La comunità dei rifugiati ha dovuto escogitare dei modi per adattarsi a questa nuova realtà. Ho chiesto ad Amito Rose, la mia vicina di casa nell’insediamento, come se la cava. Mi ha risposto: “Ho costruito una stufa di fango che usa meno carbone. Anche se la carbonella è costosa, la trovo più facile rispetto al dover percorrere lunghe distanze per procurarsi la legna da ardere”.
Il cambiamento climatico sta sconvolgendo i modelli meteorologici in Uganda, causando aumenti di temperatura e precipitazioni irregolari che si traducono nella perdita di raccolti e bestiame e nell’aumento della povertà tra i rifugiati e le comunità che li ospitano. Ciò sta aggravando diverse altre sfide, come la criminalità, l’abbandono scolastico dei bambini e l’aumento dei tassi di violenza di genere.
Nel Sud Sudan, anche i miei parenti che sono tornati a casa vedono peggiorare le loro condizioni di vita. Sebbene ciò sia dovuto a molteplici fattori, tra cui l’impatto della pandemia di COVID-19, le sfide economiche e la violenza diffusa a livello locale, anche le condizioni meteorologiche estreme stanno giocando un ruolo importante. Nel 2021, le inondazioni hanno costretto centinaia di migliaia di allevatori di bestiame a fuggire dalla regione nord-orientale del Paese. Hanno poi costretto alla fuga gli abitanti dello Stato di Equatoria orientale, dove i miei familiari vivevano e coltivavano. Ciò ha provocato un intenso conflitto e la morte di tre dei miei parenti.
Molte persone stanno ora fuggendo a causa della siccità e delle inondazioni in diverse parti del Paese. Alcuni dei miei parenti che erano tornati a casa in Sud Sudan stanno tornando in Uganda perché non possono più coltivare i loro campi.
Sono fortemente motivato dalla realtà climatica del Sud Sudan e dell’Uganda. È per questo che trovo così vitale impegnarmi nell’attivismo climatico per invertire la catastrofe in entrambi i luoghi. So che il mio intervento conterà.
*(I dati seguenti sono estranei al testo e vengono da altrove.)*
//! Integration tests for the full authorization flow.
//!
//! Exercises the system end to end: validation, rule evaluation, decision
//! recording, learned auto-approval, and manual-review deferral.

#![allow(clippy::arithmetic_side_effects)]

use std::sync::Arc;

use arbiter_core::{Request, RequestKind, UserContext};
use arbiter_engine::rule::CustomRule;
use arbiter_engine::{AuthorizationSystem, AuthzError, DecisionHistory, Pattern, Verdict};

fn file_request(id: &str, path: &str) -> Request {
    Request::new(id, RequestKind::FileAccess, "alice")
        .with_field("path", path)
        .with_field("mode", "read")
}

fn file_user() -> UserContext {
    UserContext::new("alice", 1).with_permission("file_access")
}

/// Three identical rule-based approvals make the fourth call auto-approve
/// from history, even for a caller with no permissions.
#[test]
fn test_exact_precedent_convergence() {
    let system = AuthorizationSystem::new();
    let request = file_request("req-1", "/tmp/export.csv");

    for _ in 0..3 {
        let decision = system.authorize(&request, &file_user()).unwrap();
        assert_eq!(decision.verdict, Verdict::Approved);
        assert_eq!(decision.reason, "approved by rule: file-access");
    }

    let stranger = UserContext::new("mallory", 0);
    let decision = system.authorize(&request, &stranger).unwrap();
    assert_eq!(decision.verdict, Verdict::Approved);
    assert_eq!(decision.reason, "auto-approved by decision history");
}

/// A single denial in the pattern's history blocks the exact tier for good.
#[test]
fn test_denied_pattern_does_not_converge() {
    let system = AuthorizationSystem::new();
    let request = file_request("req-1", "/tmp/export.csv");

    // First touch is a denial (no permission).
    let denied = system
        .authorize(&request, &UserContext::new("alice", 1))
        .unwrap();
    assert_eq!(denied.verdict, Verdict::Denied);

    // Many approvals afterwards never make it unanimous.
    for _ in 0..5 {
        system.authorize(&request, &file_user()).unwrap();
    }
    let decision = system
        .authorize(&request, &UserContext::new("mallory", 0))
        .unwrap();
    assert_eq!(decision.verdict, Verdict::Denied);
}

/// Approvals of three distinct same-kind shapes unlock the similar tier for
/// a fourth shape, gated on the caller's security level.
#[test]
fn test_similar_tier_requires_security_floor() {
    let system = AuthorizationSystem::new();
    for (id, path) in [
        ("req-1", "/tmp/a.csv"),
        ("req-2", "/tmp/b.csv"),
        ("req-3", "/tmp/c.csv"),
    ] {
        let decision = system.authorize(&file_request(id, path), &file_user()).unwrap();
        assert_eq!(decision.verdict, Verdict::Approved);
    }

    let novel = file_request("req-4", "/srv/shared/data.csv");
    // Below the file-access floor: falls through to the file-access rule,
    // which the caller lacks permission for.
    let below = system
        .authorize(&novel, &UserContext::new("mallory", 0))
        .unwrap();
    assert_eq!(below.verdict, Verdict::Denied);

    // At the floor, the learning rule approves from similar precedent even
    // without the file_access permission.
    let novel2 = file_request("req-5", "/srv/shared/other.csv");
    let at_floor = system
        .authorize(&novel2, &UserContext::new("mallory", 1))
        .unwrap();
    assert_eq!(at_floor.verdict, Verdict::Approved);
    assert_eq!(at_floor.reason, "approved by rule: learning");
}

/// Malformed requests fail closed: an error, nothing recorded, nothing
/// queued.
#[test]
fn test_invalid_request_leaves_no_trace() {
    let system = AuthorizationSystem::new();
    let invalid = Request::new("", RequestKind::FileAccess, "alice").with_field("path", "/tmp/x");

    let result = system.authorize(&invalid, &file_user());
    assert!(matches!(result, Err(AuthzError::InvalidRequest(_))));
    assert!(system.history().is_empty());
    assert!(system.review_queue().is_empty());
}

/// A system whose rules cover nothing defers to manual review in FIFO order
/// without recording decisions.
#[test]
fn test_deferral_queues_fifo() {
    let history = Arc::new(DecisionHistory::new());
    let system = AuthorizationSystem::bare(Arc::clone(&history));

    let first = system
        .authorize(&file_request("req-1", "/tmp/a"), &file_user())
        .unwrap();
    let second = system
        .authorize(&file_request("req-2", "/tmp/b"), &file_user())
        .unwrap();
    assert_eq!(first.verdict, Verdict::Deferred);
    assert_eq!(second.verdict, Verdict::Deferred);
    assert!(history.is_empty());

    let queue = system.review_queue();
    assert_eq!(queue.len(), 2);
    assert_eq!(queue.pop_next().map(|p| p.request.id), Some("req-1".into()));
    assert_eq!(queue.pop_next().map(|p| p.request.id), Some("req-2".into()));
    assert!(queue.is_empty());
}

/// A caller-registered rule slots into the priority order alongside the
/// built-ins.
#[test]
fn test_custom_rule_in_standard_system() {
    let mut system = AuthorizationSystem::new();
    system.add_rule(
        CustomRule::for_kinds(
            "config-freeze",
            250,
            [RequestKind::ConfigurationChange],
            |_, _| false,
        ),
    );
    system.add_rule(CustomRule::for_kinds(
        "config-allow",
        50,
        [RequestKind::ConfigurationChange],
        |_, context| context.security_level >= 2,
    ));

    let request = Request::new("req-1", RequestKind::ConfigurationChange, "alice")
        .with_field("setting", "timeout")
        .with_field("value", 300_i64);

    // The freeze rule never approves; the low-priority allow rule does.
    let decision = system
        .authorize(&request, &UserContext::new("alice", 2))
        .unwrap();
    assert_eq!(decision.reason, "approved by rule: config-allow");

    let denied = system
        .authorize(&request, &UserContext::new("bob", 1))
        .unwrap();
    assert_eq!(denied.verdict, Verdict::Denied);
}

/// Pattern keys are deterministic across field insertion order and shared
/// between users, so precedent transfers between structurally identical
/// requests.
#[test]
fn test_pattern_identity_across_callers() {
    let a = Request::new("req-1", RequestKind::FileAccess, "alice")
        .with_field("mode", "read")
        .with_field("path", "/tmp/x");
    let b = Request::new("req-2", RequestKind::FileAccess, "bob")
        .with_field("path", "/tmp/x")
        .with_field("mode", "read");
    assert_eq!(Pattern::derive(&a), Pattern::derive(&b));

    let system = AuthorizationSystem::new();
    for id in ["req-1", "req-2", "req-3"] {
        let request = Request::new(id, RequestKind::FileAccess, "alice")
            .with_field("mode", "read")
            .with_field("path", "/tmp/x");
        system.authorize(&request, &file_user()).unwrap();
    }
    // Bob's structurally identical request rides Alice's precedent.
    let decision = system
        .authorize(&b, &UserContext::new("bob", 0))
        .unwrap();
    assert_eq!(decision.reason, "auto-approved by decision history");
}

/// Decisions serialize with snake_case verdicts for downstream consumers.
#[test]
fn test_decision_wire_format() {
    let system = AuthorizationSystem::new();
    let decision = system
        .authorize(&file_request("req-1", "/tmp/x"), &file_user())
        .unwrap();
    let json = serde_json::to_value(&decision).unwrap();
    assert_eq!(json["verdict"], "approved");
    assert!(json["reason"].is_string());
}

/// Concurrent authorization across threads loses no history updates.
#[test]
fn test_concurrent_authorization() {
    let system = Arc::new(AuthorizationSystem::new());
    let threads = 4;
    let per_thread = 20;

    let handles: Vec<_> = (0..threads)
        .map(|t| {
            let system = Arc::clone(&system);
            std::thread::spawn(move || {
                for i in 0..per_thread {
                    let request = file_request(&format!("req-{t}-{i}"), &format!("/tmp/{t}/{i}"));
                    system.authorize(&request, &file_user()).unwrap();
                }
            })
        })
        .collect();
    for handle in handles {
        handle.join().unwrap();
    }

    assert_eq!(system.history().len(), threads * per_thread);
}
Nel 2021 ho fondato un’organizzazione, The Leads, per rispondere ai bisogni urgenti della nostra comunità. Oltre a sostenere i bambini e i giovani rifugiati a rimanere a scuola, stiamo insegnando loro come svolgere un ruolo nella protezione dell’ambiente, formando la comunità su come realizzare stufe di fango migliori che utilizzano meno carbone e promuovendo la piantumazione di alberi. Ora tutti sono consapevoli dei benefici degli alberi.
Per promuovere la coesistenza pacifica tra le comunità di rifugiati e quelle ospitanti, ho prodotto un video che coinvolge personaggi di entrambi i gruppi. La proiezione del video in entrambe le comunità ha stimolato discussioni sugli interventi per una maggiore cooperazione e condivisione delle risorse.
Gli ambientalisti ci hanno insegnato da tempo come coesistere in modo sostenibile con la natura senza interrompere le nostre catene alimentari. Il cambiamento climatico è causato dall’attività umana, ma non dovrebbe essere una questione politica: sono in gioco vite umane. Noi rifugiati lottiamo ogni giorno per sopravvivere.
Mentre la comunità internazionale, i governi, le ONG, i donatori e gli attori umanitari si riuniscono alla COP27, li invito a sostenere le misure di adattamento e mitigazione del clima e ad aiutare rifugiati e sfollati e le comunità che li ospitano a combattere la crisi climatica e ripristinare l’ambiente.
Il passo avanti per invertire la crisi climatica deve iniziare ora!